The Value of Medicaid to Older Households
Medicaid is an importance source of funding for long-term care for the elderly. While Medicaid is the payer of last resort, contributing only after Medicare and private insurance pay their share and individuals spend their assets down to a relatively low "disregard" amount, the very high cost of nursing home care - on the order of $60,000 to $75,000 per year - means that Medicaid ends up financing care for seventy percent of nursing home residents. While most individuals on Medicaid qualify based on their low income and assets (the "categorically needy"), some states also offer eligibility for those with higher income who face high medical expenses (the "medically needy"). Thus, the reach of the Medicaid program extends beyond the poorest elderly to include many middle-income and some higher-income families as well.

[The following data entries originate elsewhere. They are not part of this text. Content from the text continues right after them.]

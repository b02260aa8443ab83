//! Row cursor navigation
//!
//! `SelectableList` holds the clamped next/prev/first/last movement shared by
//! anything that shows a list of rows with a cursor.

use super::App;

/// Trait for a list with a movable cursor
pub trait SelectableList {
    /// Number of rows
    fn len(&self) -> usize;

    fn is_empty(&self) -> bool {
        self.len() == 0
    }

    /// Current cursor row
    fn selected_index(&self) -> usize;

    fn set_selected_index(&mut self, idx: usize);

    /// Move down one row, stopping at the last
    fn select_next(&mut self) {
        if !self.is_empty() {
            let idx = (self.selected_index() + 1).min(self.len() - 1);
            self.set_selected_index(idx);
        }
    }

    /// Move up one row, stopping at the first
    fn select_prev(&mut self) {
        let idx = self.selected_index().saturating_sub(1);
        self.set_selected_index(idx);
    }

    fn select_first(&mut self) {
        self.set_selected_index(0);
    }

    fn select_last(&mut self) {
        if !self.is_empty() {
            self.set_selected_index(self.len() - 1);
        }
    }

    /// Jump to `index`, clamped to the last row
    fn select(&mut self, index: usize) {
        if !self.is_empty() {
            self.set_selected_index(index.min(self.len() - 1));
        }
    }
}

impl SelectableList for App {
    fn len(&self) -> usize {
        self.records().len()
    }

    fn selected_index(&self) -> usize {
        self.cursor
    }

    fn set_selected_index(&mut self, idx: usize) {
        self.cursor = idx;
    }
}
//! Color palettes for the TUI

use ratatui::style::Color;

use crate::config::TuiTheme;

/// A complete color theme for the TUI
#[derive(Debug, Clone, Copy, PartialEq, Eq)]
pub struct Theme {
    pub name: &'static str,
    pub base: Color,     // Main background
    pub surface0: Color, // Cursor row, status bars
    pub surface1: Color, // Borders, unchecked boxes
    pub text: Color,
    pub subtext0: Color, // Hints, empty cells
    pub blue: Color,     // Checked rows, focus
    pub green: Color,    // Success
    pub yellow: Color,   // Loading, key hints
    pub red: Color,      // Errors, alerts
    pub mauve: Color,    // Titles
}

impl Theme {
    pub fn for_variant(variant: TuiTheme) -> Theme {
        match variant {
            TuiTheme::CatppuccinMocha => CATPPUCCIN_MOCHA,
            TuiTheme::CatppuccinLatte => CATPPUCCIN_LATTE,
            TuiTheme::Dracula => DRACULA,
            TuiTheme::Nord => NORD,
        }
    }
}

pub const CATPPUCCIN_MOCHA: Theme = Theme {
    name: "Catppuccin Mocha",
    base: Color::Rgb(30, 30, 46),
    surface0: Color::Rgb(49, 50, 68),
    surface1: Color::Rgb(69, 71, 90),
    text: Color::Rgb(205, 214, 244),
    subtext0: Color::Rgb(166, 173, 200),
    blue: Color::Rgb(137, 180, 250),
    green: Color::Rgb(166, 227, 161),
    yellow: Color::Rgb(249, 226, 175),
    red: Color::Rgb(243, 139, 168),
    mauve: Color::Rgb(203, 166, 247),
};

pub const CATPPUCCIN_LATTE: Theme = Theme {
    name: "Catppuccin Latte",
    base: Color::Rgb(239, 241, 245),
    surface0: Color::Rgb(220, 224, 232),
    surface1: Color::Rgb(188, 192, 204),
    text: Color::Rgb(76, 79, 105),
    subtext0: Color::Rgb(108, 111, 133),
    blue: Color::Rgb(30, 102, 245),
    green: Color::Rgb(64, 160, 43),
    yellow: Color::Rgb(223, 142, 29),
    red: Color::Rgb(210, 15, 57),
    mauve: Color::Rgb(136, 57, 239),
};

pub const DRACULA: Theme = Theme {
    name: "Dracula",
    base: Color::Rgb(40, 42, 54),
    surface0: Color::Rgb(68, 71, 90),
    surface1: Color::Rgb(98, 114, 164),
    text: Color::Rgb(248, 248, 242),
    subtext0: Color::Rgb(189, 147, 249),
    blue: Color::Rgb(139, 233, 253),
    green: Color::Rgb(80, 250, 123),
    yellow: Color::Rgb(241, 250, 140),
    red: Color::Rgb(255, 85, 85),
    mauve: Color::Rgb(189, 147, 249),
};

pub const NORD: Theme = Theme {
    name: "Nord",
    base: Color::Rgb(46, 52, 64),
    surface0: Color::Rgb(59, 66, 82),
    surface1: Color::Rgb(76, 86, 106),
    text: Color::Rgb(236, 239, 244),
    subtext0: Color::Rgb(216, 222, 233),
    blue: Color::Rgb(136, 192, 208),
    green: Color::Rgb(163, 190, 140),
    yellow: Color::Rgb(235, 203, 139),
    red: Color::Rgb(191, 97, 106),
    mauve: Color::Rgb(180, 142, 173),
};

#[cfg(test)]
mod tests {
    use super::*;

    #[test]
    fn test_every_variant_has_a_palette() {
        let names: Vec<&str> = TuiTheme::all()
            .iter()
            .map(|v| Theme::for_variant(*v).name)
            .collect();
        assert_eq!(
            names,
            vec!["Catppuccin Mocha", "Catppuccin Latte", "Dracula", "Nord"]
        );
    }
}
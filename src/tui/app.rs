//! Application state for the TUI

mod fetch;
mod popover;
mod traits;


use std::sync::Arc;
use std::thread::JoinHandle;
use std::time::Instant;

use log::debug;
use ratatui::layout::Rect;

use crate::api::{ArtworkSource, FetchError};
use crate::config::{ArtgridConfig, TuiTheme};
use crate::models::{ArtworkRecord, PageResult};
use crate::pagination::Pagination;
use crate::selection::SelectionSet;

pub use popover::BulkSelectPopover;
pub use traits::SelectableList;

/// Idle/loading state of the table
#[derive(Debug, Clone, Copy, PartialEq, Eq, Default)]
pub enum LoadState {
    #[default]
    Idle,
    Loading {
        page: u32,
        seq: u64,
        started: Instant,
    },
}

/// A page request running on a worker thread
struct InFlightFetch {
    seq: u64,
    page: u32,
    handle: JoinHandle<Result<PageResult, FetchError>>,
}

/// State of the header checkbox for the visible rows
#[derive(Debug, Clone, Copy, PartialEq, Eq)]
pub enum HeaderCheck {
    None,
    Partial,
    All,
}

/// Status message to display temporarily
#[derive(Debug, Clone)]
pub struct StatusMessage {
    pub text: String,
    pub is_error: bool,
}

/// Screen regions from the last render, used for mouse hit testing
#[derive(Debug, Clone, Copy, Default)]
pub struct GridLayout {
    /// Header row of the table
    pub header: Rect,
    /// Horizontal span (x, width) of the checkbox column
    pub checkbox_col: (u16, u16),
    /// Horizontal span (x, width) of the Title column
    pub title_col: (u16, u16),
    /// Area holding the data rows
    pub rows: Rect,
    /// Index of the first rendered row
    pub row_offset: usize,
    /// Bulk-select popover, when shown
    pub popover: Option<Rect>,
}

/// What a mouse click landed on
#[derive(Debug, Clone, Copy, PartialEq, Eq)]
pub enum GridHit {
    HeaderCheckbox,
    TitleHeader,
    Row { index: usize, on_checkbox: bool },
    Popover,
    Outside,
}

pub struct App {
    pub running: bool,
    source: Arc<dyn ArtworkSource>,
    pub pagination: Pagination,
    pub selection: SelectionSet,
    /// Last successfully loaded page (kept on fetch failure)
    pub page: Option<PageResult>,
    pub load_state: LoadState,
    in_flight: Option<InFlightFetch>,
    next_seq: u64,

    /// Row cursor within the current page
    pub cursor: usize,
    pub popover: BulkSelectPopover,
    /// Blocking alert, dismissed explicitly
    pub alert: Option<String>,
    pub status_message: Option<StatusMessage>,
    pub show_help: bool,
    pub theme: TuiTheme,
    pub layout: GridLayout,
}

impl App {
    pub fn new(source: Arc<dyn ArtworkSource>, config: &ArtgridConfig) -> Self {
        Self {
            running: true,
            source,
            pagination: Pagination::new(config.rows_per_page()),
            selection: SelectionSet::new(),
            page: None,
            load_state: LoadState::Idle,
            in_flight: None,
            next_seq: 0,
            cursor: 0,
            popover: BulkSelectPopover::default(),
            alert: None,
            status_message: None,
            show_help: false,
            theme: config.tui.theme,
            layout: GridLayout::default(),
        }
    }

    pub fn quit(&mut self) {
        self.running = false;
    }

    pub fn source_name(&self) -> &str {
        self.source.name()
    }

    /// Records of the page currently displayed
    pub fn records(&self) -> &[ArtworkRecord] {
        self.page.as_ref().map(|p| p.records.as_slice()).unwrap_or(&[])
    }

    pub fn is_loading(&self) -> bool {
        matches!(self.load_state, LoadState::Loading { .. })
    }

    // ==================== Selection ====================

    pub fn is_selected(&self, record: &ArtworkRecord) -> bool {
        self.selection.is_selected(record.id)
    }

    /// Selected rows of the current page
    pub fn selected_rows(&self) -> Vec<&ArtworkRecord> {
        self.selection.visible(self.records())
    }

    pub fn selection_count(&self) -> usize {
        self.selection.len()
    }

    /// Toggle the checkbox of the row at `index`
    pub fn toggle_row(&mut self, index: usize) {
        let Some(id) = self.records().get(index).map(|r| r.id) else {
            return;
        };
        let selected = self.selection.toggle(id);
        debug!("Row {id} {}", if selected { "selected" } else { "deselected" });
    }

    /// Toggle the row under the cursor
    pub fn toggle_current(&mut self) {
        self.toggle_row(self.cursor);
    }

    pub fn header_check(&self) -> HeaderCheck {
        let records = self.records();
        let selected = self.selected_rows().len();
        if selected == 0 {
            HeaderCheck::None
        } else if selected == records.len() {
            HeaderCheck::All
        } else {
            HeaderCheck::Partial
        }
    }

    /// Header checkbox: check every visible row, or none if all are checked
    ///
    /// Like a checkbox-per-page grid, this reports only the visible rows, so
    /// the selection is replaced and ids from other pages are dropped.
    /// A page with no rows has nothing to report and leaves the selection alone.
    pub fn toggle_visible_all(&mut self) {
        if self.records().is_empty() {
            return;
        }
        let check_all = self.header_check() != HeaderCheck::All;
        let records = self.page.as_ref().map(|p| p.records.as_slice()).unwrap_or(&[]);
        if check_all {
            self.selection.replace_from_visible_selection(records);
        } else {
            self.selection
                .replace_from_visible_selection(std::iter::empty::<&ArtworkRecord>());
        }
    }

    // ==================== Cursor ====================

    pub fn select_next(&mut self) {
        SelectableList::select_next(self);
    }

    pub fn select_prev(&mut self) {
        SelectableList::select_prev(self);
    }

    pub fn select_first(&mut self) {
        SelectableList::select_first(self);
    }

    pub fn select_last(&mut self) {
        SelectableList::select_last(self);
    }

    /// Move the cursor to `index` (for mouse clicks)
    pub fn select_row(&mut self, index: usize) {
        SelectableList::select(self, index);
    }

    // ==================== Mouse ====================

    /// Resolve a click position against the last rendered layout
    pub fn hit_test(&self, x: u16, y: u16) -> GridHit {
        let contains = |rect: Rect| {
            x >= rect.x && x < rect.x + rect.width && y >= rect.y && y < rect.y + rect.height
        };
        let in_span = |(start, width): (u16, u16)| x >= start && x < start + width;

        if let Some(popover) = self.layout.popover {
            return if contains(popover) {
                GridHit::Popover
            } else {
                GridHit::Outside
            };
        }

        if contains(self.layout.header) {
            if in_span(self.layout.checkbox_col) {
                return GridHit::HeaderCheckbox;
            }
            if in_span(self.layout.title_col) {
                return GridHit::TitleHeader;
            }
            return GridHit::Outside;
        }

        if contains(self.layout.rows) {
            let index = (y - self.layout.rows.y) as usize + self.layout.row_offset;
            if index < self.records().len() {
                return GridHit::Row {
                    index,
                    on_checkbox: in_span(self.layout.checkbox_col),
                };
            }
        }

        GridHit::Outside
    }

    // ==================== Status & overlays ====================

    pub fn set_status(&mut self, text: impl Into<String>, is_error: bool) {
        self.status_message = Some(StatusMessage {
            text: text.into(),
            is_error,
        });
    }

    pub fn clear_status(&mut self) {
        self.status_message = None;
    }

    pub fn toggle_help(&mut self) {
        self.show_help = !self.show_help;
    }

    pub fn cycle_theme(&mut self) {
        self.theme = self.theme.next();
        self.set_status(format!("Theme: {}", self.theme), false);
    }
}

Despite the rising importance of Medicaid to an aging population and the program's rising costs, relatively little is known about how Medicaid benefits are distributed among the elderly and about their value to older households. In Medicaid Insurance in Old Age (NBER Working Paper 19151), researchers Mariacristina De Nardi, Eric French, and John Bailey Jones aim to help fill this void. Specifically, they explore issues such as which elderly households receive Medicaid, what the insurance value of those benefits is, and how much people would lose if benefits were cut.
The authors begin by documenting Medicaid use using the Assets and Health Dynamics of the Oldest Old (AHEAD) data. Among respondents in the lowest quintile of lifetime income, nearly seventy percent are receiving Medicaid at age 74, a fraction that remains roughly constant as the group ages. In the two highest quintiles, eligibility at age 74 is negligible, but grows to twenty percent by age 96. As the authors note, "even high income people become Medicaid recipients if they live long enough and are hit by expensive conditions."
Next, the authors use the AHEAD data to estimate a rich model of individual saving and medical expenses, where medical expenses depend on both the individual's resources and his or her changing health status. In estimating the model, they choose parameters so as to enhance their model's ability to match aggregate out-comes in the data such as out-of-pocket medical expenses and the fraction of people on Medicaid or in nursing homes.
The model generates some interesting findings regarding medical spending. In the top income quintile, out-of-pocket spending rises rapidly from around $4,000 per year at age 74 to $20,000 at age 100; for the lower two income quintiles, out-of-pocket spending remains below $2,000 per year as an individual ages. Once Medicaid spending is added, however, all income quintiles experience rapidly rising medical spending with age, and the gaps in spending across income quintiles narrow dramatically, with the highest income quintile never spending more than twice as much as the lower two quintiles. While the bottom two quintiles are more likely to qualify for Medicaid and thus receive higher average Medicaid transfers than the top quintile, both groups receive substantial benefits at very old ages, with mean Medicaid spending of $10,000 per year in the top income group by age 100 and nearly twice that amount in the low income group.
Finally, the authors conduct several simulations in which they change the Medicaid program rules and compute the wealth transfers that would make each individual as well off as he or she had been prior to the change. One such change is to reduce the consumption floors (allowable consumption for those that are categorically or medically needy) by 25 percent. This drops the value of Medicaid payments to individuals in all income groups, but it is the top income group that most values the lost insurance—at five times its cost, compared to just slightly above cost for the lower two income groups. The insurance value is greater for higher income people because they have more consumption to lose if they begin to incur large medical expenses and are at greater risk of living a long time and facing very high medical needs. When the authors simulate making Medicaid more generous by raising the consumption floors, all income groups except the highest value the expanded benefit at less than its cost.
In concluding, the authors note, "although the lifetime discounted presented value of Medicaid payments does decrease with permanent income, even higher income people can receive sizeable Medicaid payments, as they tend to live longer and face higher medical needs in old age. Furthermore, our compensating differential calculations show that many higher income retirees value Medicaid insurance as much or more than lower-income ones."
Jones acknowledges support from the Social Security Administration through the Michigan Retirement Research Center (MRRC grants UM10-16 and UM12-12).